Well, unfortunately my meeting with the social worker was cancelled again due to the weather. Unfortunately I had arranged for a sub at school and my school was OPEN. This gave me some stress because it means that I will now have to arrange for another sub and take another day off which is kind of hassle. But what can you do--you can't argue with mother nature! Our social worker did kindly offer to do an evening interview but I decided that I would rather take another day off and get this over with sooner. Now that we are pretty much finished with our profile we are anxious to get into the pool of waiting families.
Last night we went to a class offered by our agency designed to give you a better understanding of what to expect once you have been matched with a birth mother and the child is born but has not yet been released for adoption. Not surprisingly this is one of the most emotionally fraught and difficult times of the adoption process. And it is the time when birth mother's are most likely to change their mind about their adoption plan. The director of our agency said that it happens about 20% of the time in fact, a fairly daunting statistic. Overall it was good information filled with do's and don'ts for us to best support our birth mother and to try to make an incredibly difficult situation goes as smoothly as possible. There is no way that it won't be an angst ridden time for everyone.
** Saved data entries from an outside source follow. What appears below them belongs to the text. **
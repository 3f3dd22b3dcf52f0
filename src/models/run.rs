//! # Run Model
//!
//! One ligand evaluated against a set of proteins under one resolved option
//! set. Created atomically together with its full task set; the counters
//! and `status` are a cache the aggregator rewrites on every recomputation.

use chrono::{DateTime, Utc};
use serde::{Deserialize, Serialize};
use uuid::Uuid;

use crate::state_machine::RunStatus;

/// Resolved numeric options for a run
#[derive(Debug, Clone, Copy, PartialEq, Eq, Hash, Serialize, Deserialize)]
pub struct RunOptions {
    pub num_conformers: u32,
    pub exhaustiveness: u32,
    pub num_poses: u32,
}

/// Caller-supplied overrides, merged field by field over a preset
#[derive(Debug, Clone, Copy, Default, PartialEq, Eq, Serialize, Deserialize)]
pub struct RunOptionOverrides {
    #[serde(default, skip_serializing_if = "Option::is_none")]
    pub num_conformers: Option<u32>,
    #[serde(default, skip_serializing_if = "Option::is_none")]
    pub exhaustiveness: Option<u32>,
    #[serde(default, skip_serializing_if = "Option::is_none")]
    pub num_poses: Option<u32>,
}

impl RunOptions {
    /// Preset defaults first, then each override that is set
    pub fn with_overrides(&self, overrides: &RunOptionOverrides) -> Self {
        Self {
            num_conformers: overrides.num_conformers.unwrap_or(self.num_conformers),
            exhaustiveness: overrides.exhaustiveness.unwrap_or(self.exhaustiveness),
            num_poses: overrides.num_poses.unwrap_or(self.num_poses),
        }
    }
}

#[derive(Debug, Clone, PartialEq, Serialize, Deserialize)]
pub struct Run {
    pub run_id: Uuid,
    pub created_at: DateTime<Utc>,
    pub ligand_id: Uuid,
    pub batch_id: Option<Uuid>,
    pub preset: String,
    pub options: RunOptions,
    pub status: RunStatus,
    pub total_tasks: u32,
    pub done_tasks: u32,
    pub failed_tasks: u32,
}

impl Run {
    pub fn new(
        ligand_id: Uuid,
        batch_id: Option<Uuid>,
        preset: impl Into<String>,
        options: RunOptions,
    ) -> Self {
        Self {
            run_id: Uuid::new_v4(),
            created_at: Utc::now(),
            ligand_id,
            batch_id,
            preset: preset.into(),
            options,
            status: RunStatus::Pending,
            total_tasks: 0,
            done_tasks: 0,
            failed_tasks: 0,
        }
    }
}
No matter how much we will want that baby to be our baby it won't, and at any time the birth mother has every right to decide to parent her baby herself.
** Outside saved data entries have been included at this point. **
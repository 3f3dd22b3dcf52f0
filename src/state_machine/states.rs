use serde::{Deserialize, Serialize};
use std::fmt;

/// Error returned when a persisted status string does not name a known state
#[derive(Debug, Clone, PartialEq, Eq, thiserror::Error)]
#[error("Invalid {kind} state: {value}")]
pub struct StateParseError {
    pub kind: &'static str,
    pub value: String,
}

impl StateParseError {
    fn new(kind: &'static str, value: &str) -> Self {
        Self {
            kind,
            value: value.to_string(),
        }
    }
}

/// Life cycle of a single docking task (the unit of dispatch and retry)
#[derive(Debug, Clone, Copy, PartialEq, Eq, Hash, Serialize, Deserialize, Default)]
#[serde(rename_all = "SCREAMING_SNAKE_CASE")]
pub enum TaskState {
    /// Created by the task graph builder, waiting for a worker
    #[default]
    Pending,
    /// Claimed by a worker; stays here between dispatch-level retries
    Running,
    /// Docking finished and a result row was written
    Succeeded,
    /// Execution failed on its final delivery
    Failed,
    /// Cancelled by an operator while pending or running
    Cancelled,
}

impl TaskState {
    /// Check if this is a terminal state (no further transitions allowed)
    pub fn is_terminal(&self) -> bool {
        matches!(self, Self::Succeeded | Self::Failed | Self::Cancelled)
    }

    /// Check if this is an active state (task is being processed)
    pub fn is_active(&self) -> bool {
        matches!(self, Self::Running)
    }

    /// Cancellation is only legal before the task reaches a terminal state
    pub fn can_cancel(&self) -> bool {
        matches!(self, Self::Pending | Self::Running)
    }

    pub fn as_str(&self) -> &'static str {
        match self {
            Self::Pending => "PENDING",
            Self::Running => "RUNNING",
            Self::Succeeded => "SUCCEEDED",
            Self::Failed => "FAILED",
            Self::Cancelled => "CANCELLED",
        }
    }
}

impl fmt::Display for TaskState {
    fn fmt(&self, f: &mut fmt::Formatter<'_>) -> fmt::Result {
        f.write_str(self.as_str())
    }
}

impl std::str::FromStr for TaskState {
    type Err = StateParseError;

    fn from_str(s: &str) -> Result<Self, Self::Err> {
        match s {
            "PENDING" => Ok(Self::Pending),
            "RUNNING" => Ok(Self::Running),
            "SUCCEEDED" => Ok(Self::Succeeded),
            "FAILED" => Ok(Self::Failed),
            "CANCELLED" => Ok(Self::Cancelled),
            _ => Err(StateParseError::new("task", s)),
        }
    }
}

/// Derived status of a run, and one level up, of a batch.
///
/// Never stored as a source of truth: the aggregator recomputes it from the
/// children on every read and after every child mutation.
#[derive(Debug, Clone, Copy, PartialEq, Eq, Hash, Serialize, Deserialize, Default)]
#[serde(rename_all = "SCREAMING_SNAKE_CASE")]
pub enum RunStatus {
    #[default]
    Pending,
    Running,
    Succeeded,
    Failed,
    /// Every child is terminal, none failed, at least one was cancelled
    Cancelled,
}

impl RunStatus {
    pub fn is_terminal(&self) -> bool {
        matches!(self, Self::Succeeded | Self::Failed | Self::Cancelled)
    }

    pub fn as_str(&self) -> &'static str {
        match self {
            Self::Pending => "PENDING",
            Self::Running => "RUNNING",
            Self::Succeeded => "SUCCEEDED",
            Self::Failed => "FAILED",
            Self::Cancelled => "CANCELLED",
        }
    }
}

impl fmt::Display for RunStatus {
    fn fmt(&self, f: &mut fmt::Formatter<'_>) -> fmt::Result {
        f.write_str(self.as_str())
    }
}

impl std::str::FromStr for RunStatus {
    type Err = StateParseError;

    fn from_str(s: &str) -> Result<Self, Self::Err> {
        match s {
            "PENDING" => Ok(Self::Pending),
            "RUNNING" => Ok(Self::Running),
            "SUCCEEDED" => Ok(Self::Succeeded),
            "FAILED" => Ok(Self::Failed),
            "CANCELLED" => Ok(Self::Cancelled),
            _ => Err(StateParseError::new("run", s)),
        }
    }
}

/// Ligand life cycle; only the executor moves a ligand to `Failed`
#[derive(Debug, Clone, Copy, PartialEq, Eq, Hash, Serialize, Deserialize, Default)]
#[serde(rename_all = "SCREAMING_SNAKE_CASE")]
pub enum LigandStatus {
    #[default]
    Ready,
    Failed,
}

impl LigandStatus {
    pub fn as_str(&self) -> &'static str {
        match self {
            Self::Ready => "READY",
            Self::Failed => "FAILED",
        }
    }
}

impl fmt::Display for LigandStatus {
    fn fmt(&self, f: &mut fmt::Formatter<'_>) -> fmt::Result {
        f.write_str(self.as_str())
    }
}

impl std::str::FromStr for LigandStatus {
    type Err = StateParseError;

    fn from_str(s: &str) -> Result<Self, Self::Err> {
        match s {
            "READY" => Ok(Self::Ready),
            "FAILED" => Ok(Self::Failed),
            _ => Err(StateParseError::new("ligand", s)),
        }
    }
}

/// Conformer life cycle: created lazily as `Pending`, `Ready` once its
/// structure artifacts exist
#[derive(Debug, Clone, Copy, PartialEq, Eq, Hash, Serialize, Deserialize, Default)]
#[serde(rename_all = "SCREAMING_SNAKE_CASE")]
pub enum ConformerStatus {
    #[default]
    Pending,
    Ready,
}

impl ConformerStatus {
    pub fn as_str(&self) -> &'static str {
        match self {
            Self::Pending => "PENDING",
            Self::Ready => "READY",
        }
    }
}

impl fmt::Display for ConformerStatus {
    fn fmt(&self, f: &mut fmt::Formatter<'_>) -> fmt::Result {
        f.write_str(self.as_str())
    }
}

impl std::str::FromStr for ConformerStatus {
    type Err = StateParseError;

    fn from_str(s: &str) -> Result<Self, Self::Err> {
        match s {
            "PENDING" => Ok(Self::Pending),
            "READY" => Ok(Self::Ready),
            _ => Err(StateParseError::new("conformer", s)),
        }
    }
}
The most important point that was made last night was one that has often crossed my mind as I imagine what it will be like to adopt our baby. This is the fact that the day that all of our dreams are coming true and we will finally be able to have the family we ached so long for, will also be day of unimaginable grief for the birth mother of our child. In almost all cases birth mother's make adoption plans not because they don't desperately love and want to care for their babies, but because they realize that the circumstances of their life don't allow them to. In all likelihood it is because she is too poor and too unsupported by our society to care for her own baby, that she will have chosen adoption for him or her, not because she does not want to be able to be a mother to her baby. Many adoptive parents have said that they were taken off guard by how deeply they were affected by the birth mother's grief. Driving away with a baby who's mother has just said had to day goodbye to him or her after she has nurtured this baby in her body for nine months is i an incredibly sad and difficult thing to do. In a horrible irony that makes my head and my heart hurt to think about it, our baby will probably come to us because we live in a culture that doesn't make it easy to care for a baby if you are poor. No easy access to health care, or childcare or housing or education are what usually make adoption the only viable choice for these women. And this is that will likely be fresh in our minds as we drive home from the hospital with our baby. Not excitement or euphoria over finally becoming parents, but grief.
Infertility comes with many losses and one of them will be the the opportunity to have a joyous celebration at the hospital when our child is born. That will come later of course, once the dust has settled and the papers are signed and the grief subsides. Instead we will need to focus on making the occasion as peaceful and dignified as we can for everyone involved, remembering that despite it's bitter sweetness it is and always will be the beginning of the story of our life with our child.